INPUT FOR THIS TASK below:
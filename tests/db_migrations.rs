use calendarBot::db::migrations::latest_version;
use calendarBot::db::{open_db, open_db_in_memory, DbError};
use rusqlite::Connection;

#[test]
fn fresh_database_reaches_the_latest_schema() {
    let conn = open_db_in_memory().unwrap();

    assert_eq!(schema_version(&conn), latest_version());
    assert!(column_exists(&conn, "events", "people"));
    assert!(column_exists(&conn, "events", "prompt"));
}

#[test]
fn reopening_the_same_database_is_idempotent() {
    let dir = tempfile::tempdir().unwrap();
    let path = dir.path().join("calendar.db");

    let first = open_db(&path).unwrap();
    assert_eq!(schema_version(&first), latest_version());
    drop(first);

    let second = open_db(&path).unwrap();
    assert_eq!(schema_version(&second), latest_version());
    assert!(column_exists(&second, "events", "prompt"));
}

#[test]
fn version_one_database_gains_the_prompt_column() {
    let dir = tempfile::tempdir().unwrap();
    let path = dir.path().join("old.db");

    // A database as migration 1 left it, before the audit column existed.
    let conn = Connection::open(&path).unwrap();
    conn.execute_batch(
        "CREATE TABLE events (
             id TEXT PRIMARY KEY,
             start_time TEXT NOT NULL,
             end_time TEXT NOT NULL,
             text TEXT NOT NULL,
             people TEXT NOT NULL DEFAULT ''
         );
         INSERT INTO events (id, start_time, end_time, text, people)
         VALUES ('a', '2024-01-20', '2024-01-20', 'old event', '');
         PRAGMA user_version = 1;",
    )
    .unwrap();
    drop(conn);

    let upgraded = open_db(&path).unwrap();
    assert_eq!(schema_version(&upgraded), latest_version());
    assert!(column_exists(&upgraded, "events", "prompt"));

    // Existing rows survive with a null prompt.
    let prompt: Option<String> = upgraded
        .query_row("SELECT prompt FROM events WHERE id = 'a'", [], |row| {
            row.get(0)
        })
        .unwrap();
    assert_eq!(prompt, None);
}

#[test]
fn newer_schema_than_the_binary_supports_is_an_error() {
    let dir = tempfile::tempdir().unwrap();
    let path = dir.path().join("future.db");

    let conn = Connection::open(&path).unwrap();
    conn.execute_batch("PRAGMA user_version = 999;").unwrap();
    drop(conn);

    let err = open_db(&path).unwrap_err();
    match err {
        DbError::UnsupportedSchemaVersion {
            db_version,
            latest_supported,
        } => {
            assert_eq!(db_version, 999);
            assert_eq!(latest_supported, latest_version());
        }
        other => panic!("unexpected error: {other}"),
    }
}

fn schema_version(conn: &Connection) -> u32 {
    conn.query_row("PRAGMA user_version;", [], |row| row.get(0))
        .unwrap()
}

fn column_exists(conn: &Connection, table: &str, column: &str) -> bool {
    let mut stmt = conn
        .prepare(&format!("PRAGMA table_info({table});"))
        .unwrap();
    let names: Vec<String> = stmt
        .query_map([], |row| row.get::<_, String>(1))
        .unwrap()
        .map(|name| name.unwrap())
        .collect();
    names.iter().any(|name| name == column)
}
End of INPUT FOR THIS TASK.
INPUT FOR THIS TASK below:
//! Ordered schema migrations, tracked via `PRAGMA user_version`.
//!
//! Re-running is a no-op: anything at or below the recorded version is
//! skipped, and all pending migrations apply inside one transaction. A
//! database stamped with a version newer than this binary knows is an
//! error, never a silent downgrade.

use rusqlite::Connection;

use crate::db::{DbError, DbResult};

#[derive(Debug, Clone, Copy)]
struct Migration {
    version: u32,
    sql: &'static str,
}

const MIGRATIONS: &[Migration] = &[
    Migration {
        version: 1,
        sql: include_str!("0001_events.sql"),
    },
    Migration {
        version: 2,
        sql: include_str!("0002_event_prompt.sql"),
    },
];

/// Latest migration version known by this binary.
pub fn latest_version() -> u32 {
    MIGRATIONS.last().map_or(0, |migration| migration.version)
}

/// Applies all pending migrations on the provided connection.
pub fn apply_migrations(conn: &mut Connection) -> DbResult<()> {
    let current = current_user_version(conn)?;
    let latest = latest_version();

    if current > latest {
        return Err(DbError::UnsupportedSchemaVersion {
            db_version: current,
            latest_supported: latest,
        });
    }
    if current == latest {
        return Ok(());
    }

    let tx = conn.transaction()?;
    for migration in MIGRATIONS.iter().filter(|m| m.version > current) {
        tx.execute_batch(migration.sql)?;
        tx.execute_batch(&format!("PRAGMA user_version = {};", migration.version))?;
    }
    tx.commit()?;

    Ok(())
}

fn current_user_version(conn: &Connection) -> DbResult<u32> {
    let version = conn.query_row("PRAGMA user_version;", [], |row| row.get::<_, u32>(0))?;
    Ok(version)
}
End of INPUT FOR THIS TASK.
TASK INSTRUCTIONS: Look through the listing, and copy each line that contains the word "path".

SOLVED PROBLEM:
    let path = dir.path().join("calendar.db");
    let first = open_db(&path).unwrap();
    let second = open_db(&path).unwrap();
    let path = dir.path().join("old.db");
    let conn = Connection::open(&path).unwrap();
    let upgraded = open_db(&path).unwrap();
    let path = dir.path().join("future.db");
    let conn = Connection::open(&path).unwrap();
    let err = open_db(&path).unwrap_err();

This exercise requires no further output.